- Interactive map of Gora-Podol
- Gora-Podol Location within Belgorod Oblast Gora-Podol Location within Russia
- Coordinates: 50°28′N 35°38′E﻿ / ﻿50.467°N 35.633°E
- Country: Russia
- Federal subject: Belgorod Oblast
- District: Grayvoronsky District
- Time zone: UTC+3:00

= Gora-Podol =

Gora-Podol (Гора-Подол) is a rural locality (a selo) and the administrative center of Gora-Podolskoye Rural Settlement, Grayvoronsky District, Belgorod Oblast, Russia.
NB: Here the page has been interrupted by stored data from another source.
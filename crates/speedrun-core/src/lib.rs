//! Speedrun Core
//!
//! Single-host orchestration for the chat model training speedrun:
//! - Applying configuration defaults without clobbering user overrides (`EnvironmentManager`)
//! - Making sure external tools exist before first use (`ToolBootstrapper`)
//! - Running the one background dataset download (`BackgroundTaskRunner`)
//! - Walking the fixed stage list, fail-fast (`StageSequencer`)
//! - Bracketing the run with report reset/generate (`ReportGenerator`)

pub mod background;
pub mod bootstrap;
pub mod config;
pub mod environment;
pub mod error;
pub mod pipeline;
pub mod progress;
pub mod report;
pub mod runner;
pub mod sequencer;
pub mod stage;

pub use background::{BackgroundTaskHandle, BackgroundTaskRunner};
pub use bootstrap::{EnsureOutcome, InstallCapability, SystemToolChecker, ToolBootstrapper, ToolChecker, ToolRequirement};
pub use config::{ConfigFile, RunConfig};
pub use environment::{EnvSource, EnvironmentManager, ExecutionContext, MapEnvSource, ProcessEnvSource};
pub use error::{BootstrapWarning, ConfigError, Result, SpeedrunError};
pub use pipeline::{speedrun_stages, RunOptions, RunOutcome, Speedrun};
pub use progress::{ProgressEvent, ProgressSink, RecordingProgressSink, TracingProgressSink};
pub use report::{CommandReportGenerator, ReportGenerator};
pub use runner::{CommandRunner, CommandSpec, ExitOutcome, ProcessEnv, ProcessRunner};
pub use sequencer::{PipelineResult, PipelineStatus, SequencerState, StageDisposition, StageRecord, StageSequencer};
pub use stage::{Launch, Stage};
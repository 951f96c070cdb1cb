//! Sequencer behavior with fake stage bodies: ordering, skipping, fail-fast, background joins.

use async_trait::async_trait;
use speedrun_core::background::spawn_with;
use speedrun_core::{
    BootstrapWarning, CommandRunner, CommandSpec, ConfigFile, EnvironmentManager, ExitOutcome, MapEnvSource,
    PipelineStatus, ProcessEnv, ProgressEvent, RecordingProgressSink, RunConfig, Stage, StageSequencer,
    TracingProgressSink,
};
use std::collections::HashMap;
use std::path::PathBuf;
use std::sync::{Arc, Mutex};
use std::time::Duration;
use tracing::Level;
use tracing_subscriber::fmt::MakeWriter;

/// Records every invocation and exits with a scripted status per program.
#[derive(Default)]
struct FakeRunner {
    invoked: Mutex<Vec<String>>,
    exits: HashMap<String, i32>,
    delays: HashMap<String, Duration>,
}

impl FakeRunner {
    fn with_exit(mut self, program: &str, code: i32) -> Self {
        self.exits.insert(program.to_string(), code);
        self
    }

    fn with_delay(mut self, program: &str, delay: Duration) -> Self {
        self.delays.insert(program.to_string(), delay);
        self
    }

    fn invoked(&self) -> Vec<String> {
        self.invoked.lock().unwrap().clone()
    }
}

#[async_trait]
impl CommandRunner for FakeRunner {
    async fn run(&self, command: &CommandSpec, _env: &ProcessEnv) -> ExitOutcome {
        self.invoked.lock().unwrap().push(command.program.clone());
        if let Some(delay) = self.delays.get(&command.program) {
            tokio::time::sleep(*delay).await;
        }
        ExitOutcome::Exited(self.exits.get(&command.program).copied().unwrap_or(0))
    }
}

fn config(pairs: &[(&str, &str)]) -> RunConfig {
    let env = EnvironmentManager::new(
        Box::new(MapEnvSource::from_pairs(pairs.iter().copied())),
        PathBuf::from("."),
    );
    RunConfig::resolve(&env, &ConfigFile::default()).unwrap()
}

fn stage(name: &str) -> Stage {
    Stage::new(name, CommandSpec::new(name, Vec::<String>::new()))
}

fn sequencer(runner: &Arc<FakeRunner>) -> (StageSequencer, Arc<RecordingProgressSink>) {
    let sink = Arc::new(RecordingProgressSink::default());
    (StageSequencer::new(runner.clone(), sink.clone()), sink)
}

#[tokio::test]
async fn test_invocation_order_matches_declaration() {
    let runner = Arc::new(FakeRunner::default());
    let (sequencer, _) = sequencer(&runner);
    let stages = vec![stage("one"), stage("two"), stage("three")];

    let result = sequencer.run(&stages, &config(&[])).await;

    assert!(result.is_completed());
    assert_eq!(runner.invoked(), vec!["one", "two", "three"]);
    assert_eq!(result.invoked(), vec!["one", "two", "three"]);
    assert_eq!(result.exit_code(), 0);
}

#[tokio::test]
async fn test_nothing_runs_after_a_failure() {
    let runner = Arc::new(FakeRunner::default().with_exit("two", 3));
    let (sequencer, sink) = sequencer(&runner);
    let stages = vec![stage("one"), stage("two"), stage("three"), stage("four")];

    let result = sequencer.run(&stages, &config(&[])).await;

    assert_eq!(
        result.status,
        PipelineStatus::Failed { index: 1, stage: "two".to_string(), outcome: ExitOutcome::Exited(3) }
    );
    assert_eq!(result.exit_code(), 3);
    assert_eq!(runner.invoked(), vec!["one", "two"]);
    assert!(sink
        .events()
        .iter()
        .any(|e| matches!(e, ProgressEvent::StageFailed { stage, .. } if stage == "two")));
}

#[tokio::test]
async fn test_skipped_stage_is_never_invoked() {
    let runner = Arc::new(FakeRunner::default());
    let (sequencer, _) = sequencer(&runner);
    let stages = vec![
        stage("train"),
        stage("eval").skip_when(|c| !c.eval_enabled),
        stage("next"),
    ];

    let result = sequencer.run(&stages, &config(&[("NANOCHAT_RUN_EVAL", "0")])).await;

    assert!(result.is_completed());
    assert_eq!(runner.invoked(), vec!["train", "next"]);
    assert_eq!(result.skipped(), vec!["eval"]);
}

#[tokio::test]
async fn test_skipped_failing_stage_does_not_fail_the_run() {
    let runner = Arc::new(FakeRunner::default().with_exit("broken", 1));
    let (sequencer, _) = sequencer(&runner);
    let stages = vec![stage("broken").skip_when(|_| true), stage("after")];

    let result = sequencer.run(&stages, &config(&[])).await;

    assert!(result.is_completed());
    assert_eq!(runner.invoked(), vec!["after"]);
}

#[tokio::test]
async fn test_empty_pipeline_completes() {
    let runner = Arc::new(FakeRunner::default());
    let (sequencer, _) = sequencer(&runner);

    let result = sequencer.run(&[], &config(&[])).await;

    assert!(result.is_completed());
    assert!(result.records.is_empty());
}

#[tokio::test]
async fn test_background_stage_runs_concurrently_and_is_joined() {
    let runner = Arc::new(FakeRunner::default().with_delay("download", Duration::from_millis(50)));
    let (sequencer, sink) = sequencer(&runner);
    let stages = vec![
        stage("download").in_background(),
        stage("tokenize"),
        stage("pretrain").after_background(),
    ];

    let result = sequencer.run(&stages, &config(&[])).await;

    assert!(result.is_completed());
    assert!(result.warnings.is_empty());
    let events = sink.events();
    let joined = events.iter().position(|e| matches!(e, ProgressEvent::BackgroundJoined { .. })).unwrap();
    let pretrain = events
        .iter()
        .position(|e| matches!(e, ProgressEvent::StageStarted { stage, .. } if stage == "pretrain"))
        .unwrap();
    let tokenize = events
        .iter()
        .position(|e| matches!(e, ProgressEvent::StageStarted { stage, .. } if stage == "tokenize"))
        .unwrap();
    assert!(tokenize < joined, "tokenize must not wait for the download");
    assert!(joined < pretrain, "pretrain must start after the join");
}

#[tokio::test]
async fn test_join_on_finished_unit_does_not_wait() {
    let runner = Arc::new(FakeRunner::default());
    let (sequencer, sink) = sequencer(&runner);
    let handle = spawn_with("dataset", async { ExitOutcome::Exited(0) });
    tokio::time::sleep(Duration::from_millis(20)).await;
    assert!(handle.is_finished());

    let stages = vec![stage("pretrain").after_background()];
    let result = tokio::time::timeout(
        Duration::from_millis(200),
        sequencer.run_with(&stages, &config(&[]), Some(handle)),
    )
    .await
    .unwrap();

    assert!(result.is_completed());
    let events = sink.events();
    assert!(!events.iter().any(|e| matches!(e, ProgressEvent::BackgroundWaiting { .. })));
    assert!(events.iter().any(|e| matches!(e, ProgressEvent::BackgroundJoined { .. })));
}

#[tokio::test]
async fn test_join_without_background_unit_warns_and_continues() {
    let runner = Arc::new(FakeRunner::default());
    let (sequencer, _) = sequencer(&runner);
    let stages = vec![
        stage("download").in_background().skip_when(|_| true),
        stage("pretrain").after_background(),
    ];

    let result = sequencer.run(&stages, &config(&[])).await;

    assert!(result.is_completed());
    assert_eq!(runner.invoked(), vec!["pretrain"]);
    assert_eq!(
        result.warnings,
        vec![BootstrapWarning::BackgroundJoinFailure { stage: "pretrain".to_string() }]
    );
}

#[tokio::test]
async fn test_failed_background_unit_halts_at_the_join_stage() {
    let runner = Arc::new(FakeRunner::default().with_exit("download", 2));
    let (sequencer, sink) = sequencer(&runner);
    let stages = vec![
        stage("download").in_background(),
        stage("tokenize"),
        stage("pretrain").after_background(),
        stage("midtrain"),
    ];

    let result = sequencer.run(&stages, &config(&[])).await;

    assert_eq!(
        result.status,
        PipelineStatus::BackgroundFailed {
            index: 2,
            joined_at: "pretrain".to_string(),
            background: "download".to_string(),
            outcome: ExitOutcome::Exited(2),
        }
    );
    assert_eq!(result.failed_stage(), Some("download"));
    assert_eq!(result.exit_code(), 2);
    assert_eq!(runner.invoked(), vec!["download", "tokenize"]);
    assert_eq!(result.invoked(), vec!["download", "tokenize"]);

    let events = sink.events();
    assert!(!events.iter().any(|e| matches!(e, ProgressEvent::StageFailed { .. })));
    assert!(events.iter().any(
        |e| matches!(e, ProgressEvent::BackgroundFailed { background, joined_at, .. } if background == "download" && joined_at == "pretrain")
    ));
}

/// In-memory log sink for the fmt subscriber.
#[derive(Clone, Default)]
struct LogBuffer(Arc<Mutex<Vec<u8>>>);

impl LogBuffer {
    fn lines(&self) -> Vec<String> {
        String::from_utf8_lossy(&self.0.lock().unwrap()).lines().map(str::to_string).collect()
    }
}

impl std::io::Write for LogBuffer {
    fn write(&mut self, buf: &[u8]) -> std::io::Result<usize> {
        self.0.lock().unwrap().extend_from_slice(buf);
        Ok(buf.len())
    }

    fn flush(&mut self) -> std::io::Result<()> {
        Ok(())
    }
}

impl<'a> MakeWriter<'a> for LogBuffer {
    type Writer = Self;

    fn make_writer(&'a self) -> Self::Writer {
        self.clone()
    }
}

#[tokio::test]
async fn test_stage_events_are_logged_once() {
    let logs = LogBuffer::default();
    let subscriber = tracing_subscriber::fmt()
        .with_writer(logs.clone())
        .with_ansi(false)
        .without_time()
        .with_max_level(Level::INFO)
        .finish();
    let _guard = tracing::subscriber::set_default(subscriber);

    let runner = Arc::new(FakeRunner::default().with_exit("boom", 1));
    let sequencer = StageSequencer::new(runner, Arc::new(TracingProgressSink));
    let stages = vec![stage("quiet").skip_when(|_| true), stage("boom")];

    let result = sequencer.run(&stages, &config(&[])).await;
    assert_eq!(result.failed_stage(), Some("boom"));

    let lines = logs.lines();
    assert_eq!(lines.iter().filter(|l| l.contains("stage=quiet")).count(), 1, "{lines:#?}");
    assert_eq!(
        lines.iter().filter(|l| l.contains("ERROR") && l.contains("stage=boom")).count(),
        1,
        "{lines:#?}"
    );
}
The population was 1,862 as of 2010. There are 28 streets.

== History ==

=== Russian invasion of Ukraine ===

In May 2023, during the Russian invasion of Ukraine, the governor of Belgorod Oblast, Vyacheslav Gladkov, said that Ukrainian "sabotage groups" entered Grayvoronsky District. Ukrainian media reported that the cross-border excursion was performed by the rebel opposition groups, the Russian Volunteer Corps and the Freedom of Russia Legion. The Freedom of Russia Legion claimed it captured the villages of Kozinka and Gora-Podol. They later got forced out of the villages.

== Geography ==
Gora-Podol is located 2 km southwest of Grayvoron (the district's administrative centre) by road. Grayvoron is the nearest rural locality.